## TASK OBJECTIVE
From the entries below, copy every line holding the word "UnscopedDiffRow".
********
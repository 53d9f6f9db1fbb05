//! Table Delta Computer
//!
//! Compares table versions: [`compute_delta`] classifies the change and
//! matches columns by tag, [`TableDelta::row_diffs`] streams row differences,
//! and [`diff_roots`] pairs up every table of two roots by identity.

mod delta;
mod error;
mod root_diff;
mod row_diff;

pub use delta::{
    compute_delta, DeltaSummary, DiffStats, ProjectedDiff, TableChange, TableDelta, TableVersion,
};
pub use error::{DiffError, DiffResult};
pub use root_diff::{diff_all, diff_roots, diff_table, PartialDiff, TableFailure};
pub use row_diff::{DiffType, RowDiff, RowDiffIter};
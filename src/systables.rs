//! System tables: read-only views of history, diffs and status.
//!
//! Each variant of [`SystemTable`] is built from the public session, diff
//! and graph operations only. Results come back as typed rows, or as a
//! [`ResultSet`] of named values for a query layer to consume.

use std::collections::BTreeMap;

use chrono::{DateTime, Utc};
use tracing::debug;

use crate::catalog::Value;
use crate::diff::{diff_roots, diff_table, DiffError, DiffType, TableChange};
use crate::session::{Session, SessionResult};
use crate::snapshot::Root;
use crate::storage::{CommitInfo, TableName};
use crate::warnings::Warnings;

/// Name prefix shared by every system table.
pub const SYSTEM_PREFIX: &str = "vc_";

/// Label of the working root in commit columns.
pub const WORKING: &str = "WORKING";
/// Label of the staged root in commit columns.
pub const STAGED: &str = "STAGED";

/// The system tables of a session.
#[derive(Debug, Clone, PartialEq, Eq)]
pub enum SystemTable {
    /// row changes of one table, per commit along first-parent history plus
    /// the uncommitted working changes
    Diff { table: TableName },
    /// rows of one table at every commit
    History { table: TableName },
    /// staged, unstaged and conflicted tables
    Status,
    /// tables changed per commit, with schema and data change flags
    UnscopedDiff,
}

impl SystemTable {
    /// `vc_diff_<table>`, `vc_history_<table>`, `vc_status` or `vc_diff`.
    pub fn name(&self) -> String {
        match self {
            SystemTable::Diff { table } => format!("{}diff_{}", SYSTEM_PREFIX, table),
            SystemTable::History { table } => format!("{}history_{}", SYSTEM_PREFIX, table),
            SystemTable::Status => format!("{}status", SYSTEM_PREFIX),
            SystemTable::UnscopedDiff => format!("{}diff", SYSTEM_PREFIX),
        }
    }

    /// Recognize a system table name.
    pub fn parse(name: &str) -> Option<SystemTable> {
        let rest = name.strip_prefix(SYSTEM_PREFIX)?;
        match rest {
            "status" => Some(SystemTable::Status),
            "diff" => Some(SystemTable::UnscopedDiff),
            _ => {
                if let Some(table) = rest.strip_prefix("diff_") {
                    TableName::new(table).ok().map(|table| SystemTable::Diff { table })
                } else if let Some(table) = rest.strip_prefix("history_") {
                    TableName::new(table).ok().map(|table| SystemTable::History { table })
                } else {
                    None
                }
            }
        }
    }

    /// Materialize the table for `session`.
    pub fn scan(&self, session: &Session) -> SessionResult<ResultSet> {
        let mut warnings = session.repository().config().warnings();
        let rows: Vec<BTreeMap<String, Value>> = match self {
            SystemTable::Diff { table } => diff_rows(session, table, &mut warnings)?
                .into_iter()
                .map(DiffRow::into_values)
                .collect(),
            SystemTable::History { table } => history_rows(session, table)?
                .into_iter()
                .map(HistoryRow::into_values)
                .collect(),
            SystemTable::Status => status_rows(session)?.into_iter().map(StatusRow::into_values).collect(),
            SystemTable::UnscopedDiff => unscoped_diff_rows(session)?
                .into_iter()
                .map(UnscopedDiffRow::into_values)
                .collect(),
        };
        let columns = match self {
            SystemTable::Status => names(&["table_name", "staged", "status"]),
            SystemTable::UnscopedDiff => names(&[
                "commit_hash",
                "committer",
                "date",
                "message",
                "table_name",
                "schema_change",
                "data_change",
            ]),
            _ => column_union(&rows),
        };
        debug!(table = %self.name(), rows = rows.len(), "system table scanned");
        Ok(ResultSet { columns, rows, warnings })
    }
}

fn names(columns: &[&str]) -> Vec<String> {
    columns.iter().map(|c| c.to_string()).collect()
}

/// Columns of rows whose shape changes with the schema over history, in
/// first-seen order.
fn column_union(rows: &[BTreeMap<String, Value>]) -> Vec<String> {
    let mut columns: Vec<String> = Vec::new();
    for row in rows {
        for name in row.keys() {
            if !columns.contains(name) {
                columns.push(name.clone());
            }
        }
    }
    columns
}

/// A materialized system table.
#[derive(Debug, Clone)]
pub struct ResultSet {
    pub columns: Vec<String>,
    /// rows as column name to value; absent columns read as null
    pub rows: Vec<BTreeMap<String, Value>>,
    pub warnings: Warnings,
}

impl ResultSet {
    pub fn len(&self) -> usize {
        self.rows.len()
    }

    pub fn is_empty(&self) -> bool {
        self.rows.is_empty()
    }

    /// Value of `column` in row `index`, null when the row lacks it.
    pub fn value(&self, index: usize, column: &str) -> Option<&Value> {
        static NULL: Value = Value::Null;
        let row = self.rows.get(index)?;
        Some(row.get(column).unwrap_or(&NULL))
    }
}

fn date_value(date: Option<DateTime<Utc>>) -> Value {
    date.map_or(Value::Null, Value::Timestamp)
}

// ==================== Diff ====================

/// One row change of [`SystemTable::Diff`].
#[derive(Debug, Clone, PartialEq)]
pub struct DiffRow {
    pub to_commit: String,
    pub from_commit: String,
    pub to_commit_date: Option<DateTime<Utc>>,
    pub from_commit_date: Option<DateTime<Utc>>,
    pub diff_type: DiffType,
    /// `to_<column>` and `from_<column>` values
    pub values: BTreeMap<String, Value>,
}

impl DiffRow {
    fn into_values(self) -> BTreeMap<String, Value> {
        let mut values = self.values;
        values.insert("to_commit".to_string(), Value::Text(self.to_commit));
        values.insert("from_commit".to_string(), Value::Text(self.from_commit));
        values.insert("to_commit_date".to_string(), date_value(self.to_commit_date));
        values.insert("from_commit_date".to_string(), date_value(self.from_commit_date));
        values.insert("diff_type".to_string(), Value::text(self.diff_type.as_str()));
        values
    }
}

struct Point {
    label: String,
    date: Option<DateTime<Utc>>,
    root: Root,
}

impl Point {
    fn commit(session: &Session, info: &CommitInfo) -> SessionResult<Point> {
        Ok(Point {
            label: info.id.to_string(),
            date: Some(info.commit.meta.timestamp),
            root: session.repository().root_of(info.id)?,
        })
    }
}

/// Row changes of `table`: working changes against the head first, then
/// each commit of the first-parent history against its first parent.
pub fn diff_rows(session: &Session, table: &TableName, warnings: &mut Warnings) -> SessionResult<Vec<DiffRow>> {
    let graph = session.repository().graph();
    let mut points = vec![Point {
        label: WORKING.to_string(),
        date: None,
        root: session.working_root()?,
    }];
    for info in graph.first_parent_history(session.head()?) {
        points.push(Point::commit(session, &info?)?);
    }

    let mut rows = Vec::new();
    for pair in points.windows(2) {
        let (to, from) = (&pair[0], &pair[1]);
        let delta = match diff_table(session.store(), table, &from.root, &to.root) {
            Ok(delta) => delta,
            Err(DiffError::TableNotFound(_)) => continue,
            Err(e) => return Err(e.into()),
        };
        if delta.change() == TableChange::Unchanged {
            continue;
        }
        warnings.absorb(delta.warnings());
        let columns = delta.projection_columns();
        for diff in delta.row_diffs()? {
            let projected = delta.project(&diff?, warnings);
            let values = columns
                .iter()
                .cloned()
                .zip(projected.to.into_iter().chain(projected.from))
                .collect();
            rows.push(DiffRow {
                to_commit: to.label.clone(),
                from_commit: from.label.clone(),
                to_commit_date: to.date,
                from_commit_date: from.date,
                diff_type: projected.diff_type,
                values,
            });
        }
    }
    Ok(rows)
}

// ==================== History ====================

/// One row of [`SystemTable::History`]: a table row as of a commit.
#[derive(Debug, Clone, PartialEq)]
pub struct HistoryRow {
    pub commit_hash: String,
    pub committer: String,
    pub commit_date: DateTime<Utc>,
    pub values: Vec<(String, Value)>,
}

impl HistoryRow {
    fn into_values(self) -> BTreeMap<String, Value> {
        let mut values: BTreeMap<String, Value> = self.values.into_iter().collect();
        values.insert("commit_hash".to_string(), Value::Text(self.commit_hash));
        values.insert("committer".to_string(), Value::Text(self.committer));
        values.insert("commit_date".to_string(), Value::Timestamp(self.commit_date));
        values
    }
}

/// Rows of `table` at every commit reachable from the head, newest first.
/// Commits where the table doesn't exist contribute nothing.
pub fn history_rows(session: &Session, table: &TableName) -> SessionResult<Vec<HistoryRow>> {
    let repo = session.repository();
    let mut rows = Vec::new();
    for info in repo.graph().history(session.head()?) {
        let info = info?;
        let Some(found) = repo.root_of(info.id)?.table(session.store(), table)? else {
            continue;
        };
        for row in found.scan() {
            rows.push(HistoryRow {
                commit_hash: info.id.to_string(),
                committer: info.commit.meta.author.name.clone(),
                commit_date: info.commit.meta.timestamp,
                values: row?.named(found.schema()),
            });
        }
    }
    Ok(rows)
}

// ==================== Status ====================

/// One row of [`SystemTable::Status`].
#[derive(Debug, Clone, PartialEq, Eq)]
pub struct StatusRow {
    pub table_name: TableName,
    pub staged: bool,
    pub status: String,
}

impl StatusRow {
    fn into_values(self) -> BTreeMap<String, Value> {
        BTreeMap::from([
            ("table_name".to_string(), Value::Text(self.table_name.to_string())),
            ("staged".to_string(), Value::Bool(self.staged)),
            ("status".to_string(), Value::Text(self.status)),
        ])
    }
}

pub fn status_rows(session: &Session) -> SessionResult<Vec<StatusRow>> {
    let status = session.status()?;
    let staged = status.staged.iter().map(|e| (e, true));
    let unstaged = status.unstaged.iter().map(|e| (e, false));
    let mut rows: Vec<StatusRow> = staged
        .chain(unstaged)
        .map(|(entry, staged)| StatusRow {
            table_name: entry.table.clone(),
            staged,
            status: entry.change.to_string(),
        })
        .collect();
    rows.extend(status.conflicts.into_iter().map(|table_name| StatusRow {
        table_name,
        staged: false,
        status: "conflict".to_string(),
    }));
    Ok(rows)
}

// ==================== Unscoped diff ====================

/// One row of [`SystemTable::UnscopedDiff`]: a table touched by a commit.
#[derive(Debug, Clone, PartialEq, Eq)]
pub struct UnscopedDiffRow {
    pub commit_hash: String,
    pub committer: Option<String>,
    pub date: Option<DateTime<Utc>>,
    pub message: Option<String>,
    pub table_name: TableName,
    pub schema_change: bool,
    pub data_change: bool,
}

impl UnscopedDiffRow {
    fn into_values(self) -> BTreeMap<String, Value> {
        let text = |s: Option<String>| s.map_or(Value::Null, Value::Text);
        BTreeMap::from([
            ("commit_hash".to_string(), Value::Text(self.commit_hash)),
            ("committer".to_string(), text(self.committer)),
            ("date".to_string(), date_value(self.date)),
            ("message".to_string(), text(self.message)),
            ("table_name".to_string(), Value::Text(self.table_name.to_string())),
            ("schema_change".to_string(), Value::Bool(self.schema_change)),
            ("data_change".to_string(), Value::Bool(self.data_change)),
        ])
    }
}

/// Tables changed in the working root (against staged), in the staged root
/// (against the head) and by every commit reachable from the head (against
/// its first parent).
pub fn unscoped_diff_rows(session: &Session) -> SessionResult<Vec<UnscopedDiffRow>> {
    let repo = session.repository();
    let head = session.head()?;
    let working = session.working_root()?;
    let staged = session.staged_root()?;
    let head_root = repo.root_of(head)?;

    let mut rows = Vec::new();
    let mut push = |label: &str, info: Option<&CommitInfo>, from: &Root, to: &Root| -> SessionResult<()> {
        for delta in diff_roots(session.store(), from, to).into_result()? {
            let summary = delta.summary()?;
            let Some(table_name) = summary.name().cloned() else {
                continue;
            };
            rows.push(UnscopedDiffRow {
                commit_hash: label.to_string(),
                committer: info.map(|i| i.commit.meta.author.name.clone()),
                date: info.map(|i| i.commit.meta.timestamp),
                message: info.map(|i| i.commit.meta.message.clone()),
                table_name,
                schema_change: summary.schema_changed,
                data_change: summary.data_changed,
            });
        }
        Ok(())
    };

    push(WORKING, None, &staged, &working)?;
    push(STAGED, None, &head_root, &staged)?;
    for info in repo.graph().history(head) {
        let info = info?;
        let Some(parent) = info.commit.first_parent() else {
            continue;
        };
        let from = repo.root_of(parent)?;
        let to = repo.root_of(info.id)?;
        push(&info.id.to_string(), Some(&info), &from, &to)?;
    }
    Ok(rows)
}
********
## THE COMPLETED TASK
                .map(UnscopedDiffRow::into_values)
pub struct UnscopedDiffRow {
impl UnscopedDiffRow {
pub fn unscoped_diff_rows(session: &Session) -> SessionResult<Vec<UnscopedDiffRow>> {
            rows.push(UnscopedDiffRow {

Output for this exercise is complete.